Men with low-grade prostate cancer have the same long-term outcomes when they are treated with a shorter radiation schedule, compared to those treated with a longer, conventional radiation schedule. These results were recently presented at the 2016 annual Genitourinary Cancers Symposium.
Low-grade prostate cancer refers to cancer that has not spread to distant sites in the body, and is slow-growing. This stage of prostate cancer does not require aggressive therapies to maintain disease control.
Depending upon several variables, including the overall health and age of the patient, different therapeutic approaches exist for low-grade prostate cancer, including radiation therapy.
Researchers continue to compare different therapeutic approaches in order to ultimately improve outcomes of these patients, while maintaining optimal quality of life.
The Radiation Therapy Oncology Group (RTOG) conducted a clinical trial to evaluate long-term outcomes among men with low-grade prostate cancer who were treated with a conventional radiation therapy, compared to those treated with hypofractionated radiation therapy.
Hypofractionated radiation therapy is the delivery of higher doses of radiation therapy per fraction (visit for radiation treatment) than conventional radiation therapy; however, the overall dose after the course is completed tends to be less. The length of the entire course of treatment is also significantly shorter than that of conventional radiation therapy.

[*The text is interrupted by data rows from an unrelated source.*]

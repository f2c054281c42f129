//! Author repository backed by fixed SQL statements.

use async_trait::async_trait;
use sea_orm::{ConnectionTrait, DatabaseConnection, DbBackend, EntityTrait, Statement};

use super::entities::AuthorEntity;
use crate::domain::Author;
use crate::errors::{AppError, AppResult};

#[cfg(any(test, feature = "test-utils"))]
use mockall::automock;

const LIST_AUTHORS_SQL: &str = "SELECT id, name FROM authors";
const FIND_AUTHOR_SQL: &str = "SELECT * FROM authors WHERE id = $1";
const INSERT_AUTHOR_SQL: &str = "INSERT INTO authors (name) VALUES ($1)";
const UPDATE_AUTHOR_SQL: &str = "UPDATE authors SET name = $1 WHERE id = $2";

/// Author repository trait for dependency injection.
#[cfg_attr(any(test, feature = "test-utils"), automock)]
#[async_trait]
pub trait AuthorRepository: Send + Sync {
    /// List every author
    async fn list(&self) -> AppResult<Vec<Author>>;

    /// Find author by ID
    async fn find_by_id(&self, id: i32) -> AppResult<Option<Author>>;

    /// Insert a new author
    async fn create(&self, name: String) -> AppResult<()>;

    /// Rename an author, returning the number of rows changed
    async fn update(&self, id: i32, name: String) -> AppResult<u64>;
}

/// Concrete implementation of AuthorRepository
pub struct AuthorStore {
    db: DatabaseConnection,
}

impl AuthorStore {
    /// Create new repository instance
    pub fn new(db: DatabaseConnection) -> Self {
        Self { db }
    }
}

#[async_trait]
impl AuthorRepository for AuthorStore {
    async fn list(&self) -> AppResult<Vec<Author>> {
        tracing::debug!("Querying all authors");
        let models = AuthorEntity::find()
            .from_raw_sql(Statement::from_string(
                DbBackend::Postgres,
                LIST_AUTHORS_SQL.to_string(),
            ))
            .all(&self.db)
            .await
            .map_err(AppError::from)?;

        Ok(models.into_iter().map(Author::from).collect())
    }

    async fn find_by_id(&self, id: i32) -> AppResult<Option<Author>> {
        let result = AuthorEntity::find()
            .from_raw_sql(Statement::from_sql_and_values(
                DbBackend::Postgres,
                FIND_AUTHOR_SQL,
                [id.into()],
            ))
            .one(&self.db)
            .await
            .map_err(AppError::from)?;

        Ok(result.map(Author::from))
    }

    async fn create(&self, name: String) -> AppResult<()> {
        self.db
            .execute(Statement::from_sql_and_values(
                DbBackend::Postgres,
                INSERT_AUTHOR_SQL,
                [name.into()],
            ))
            .await
            .map_err(AppError::from)?;
        Ok(())
    }

    async fn update(&self, id: i32, name: String) -> AppResult<u64> {
        let result = self
            .db
            .execute(Statement::from_sql_and_values(
                DbBackend::Postgres,
                UPDATE_AUTHOR_SQL,
                [name.into(), id.into()],
            ))
            .await
            .map_err(AppError::from)?;

        Ok(result.rows_affected())
    }
}
//! Cleanup pipeline for text extracted from PDFs.
//!
//! Each pass is a function `&str -> String` applied in sequence.

use std::sync::LazyLock;

use regex::Regex;

/// Form feed, emitted by the extractor between pages.
const PAGE_BREAK: char = '\u{000C}';

/// Run the full cleanup pipeline on raw extracted text.
pub(crate) fn run_pipeline(text: &str) -> String {
    let mut result = normalize_line_endings(text);

    result = split_pages(&result);
    result = strip_control_chars(&result);
    result = normalize_whitespace(&result);
    result = clean_blank_lines(&result);

    result.trim().to_string()
}

// ---------------------------------------------------------------------------
// Pass 1: Line endings
// ---------------------------------------------------------------------------

fn normalize_line_endings(text: &str) -> String {
    text.replace("\r\n", "\n").replace('\r', "\n")
}

// ---------------------------------------------------------------------------
// Pass 2: Page breaks
// ---------------------------------------------------------------------------

/// Replace form feeds with a blank line between pages and drop empty pages.
fn split_pages(text: &str) -> String {
    text.split(PAGE_BREAK)
        .map(str::trim)
        .filter(|page| !page.is_empty())
        .collect::<Vec<_>>()
        .join("\n\n")
}

// ---------------------------------------------------------------------------
// Pass 3: Control characters
// ---------------------------------------------------------------------------

/// Drop control characters other than newline and tab.
fn strip_control_chars(text: &str) -> String {
    text.chars()
        .filter(|c| !c.is_control() || *c == '\n' || *c == '\t')
        .collect()
}

// ---------------------------------------------------------------------------
// Pass 4: Trailing whitespace
// ---------------------------------------------------------------------------

fn normalize_whitespace(text: &str) -> String {
    text.lines()
        .map(|line| line.trim_end())
        .collect::<Vec<_>>()
        .join("\n")
}

// ---------------------------------------------------------------------------
// Pass 5: Blank lines
// ---------------------------------------------------------------------------

/// Collapse any run of blank lines into a single blank line.
fn clean_blank_lines(text: &str) -> String {
    static MULTI_BLANK_RE: LazyLock<Regex> =
        LazyLock::new(|| Regex::new(r"\n{3,}").expect("valid regex"));

    MULTI_BLANK_RE.replace_all(text, "\n\n").to_string()
}
//! Production collaborators: the HTTP downloader and the PDF converter.

use std::path::Path;

use paperpipe_fetcher::PdfDownloader;
use paperpipe_shared::{PaperPipeError, Result};

use crate::pipeline::{BinaryFetcher, TextConverter};

impl BinaryFetcher for PdfDownloader {
    async fn fetch(&self, url: &str, paper_id: &str) -> Result<Vec<u8>> {
        self.download(url, paper_id).await
    }
}

/// Converts PDFs with `paperpipe-markdown` on tokio's blocking pool.
#[derive(Debug, Clone, Copy, Default)]
pub struct PdfTextConverter;

impl TextConverter for PdfTextConverter {
    async fn convert(&self, path: &Path, paper_id: &str) -> Result<String> {
        let path = path.to_path_buf();
        let id = paper_id.to_string();

        tokio::task::spawn_blocking(move || paperpipe_markdown::convert_pdf_file(&path, &id))
            .await
            .map_err(|e| {
                PaperPipeError::transformation(paper_id, format!("converter task failed: {e}"))
            })?
    }
}

#[cfg(test)]
mod tests {
    use super::*;

    #[tokio::test]
    async fn converter_reports_unreadable_pdf() {
        let dir = std::env::temp_dir().join(format!("pp-adapter-{}", uuid::Uuid::now_v7()));
        std::fs::create_dir_all(&dir).expect("mkdir");
        let path = dir.join("paper.pdf");
        std::fs::write(&path, b"definitely not a pdf").expect("write");

        let err = PdfTextConverter.convert(&path, "p1").await.unwrap_err();
        assert!(matches!(err, PaperPipeError::Transformation { .. }));

        let _ = std::fs::remove_dir_all(&dir);
    }
}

The trial included 1,115 men with low-risk, early-stage prostate cancer who were treated with either conventional radiation therapy (41 fractions over 8.2 weeks) or hypofractionated radiation therapy (28 fractions over 5.6 weeks). Patients were treated between 2006 and 2009, and were followed for an average of nearly 6 years.
- The estimated 7-year cancer-free survival rates are 75.6% among men treated with conventional radiation, and 81.8% among those treated with hypofractionated radiation.
- Other outcomes, such as overall survival, time to biochemical relapse (elevation of PSA levels), and severe side effects were also similar between the two treatment groups.
The researchers concluded that among men with low-risk prostate cancer, a shorter course of radiation therapy utilizing a hypofractionated radiation schedule, provides similar outcomes compared to a longer course of conventional radiation therapy.
Reference: Lee W, Dignam J, Amin M, et al. NRG Oncology RTOG 0415: A randomized phase III non-inferiority study comparing two fractionation schedules in patients with low-risk prostate cancer. Proceedings from the 2016 annual genitourinary cancers symposium. Abstract #1.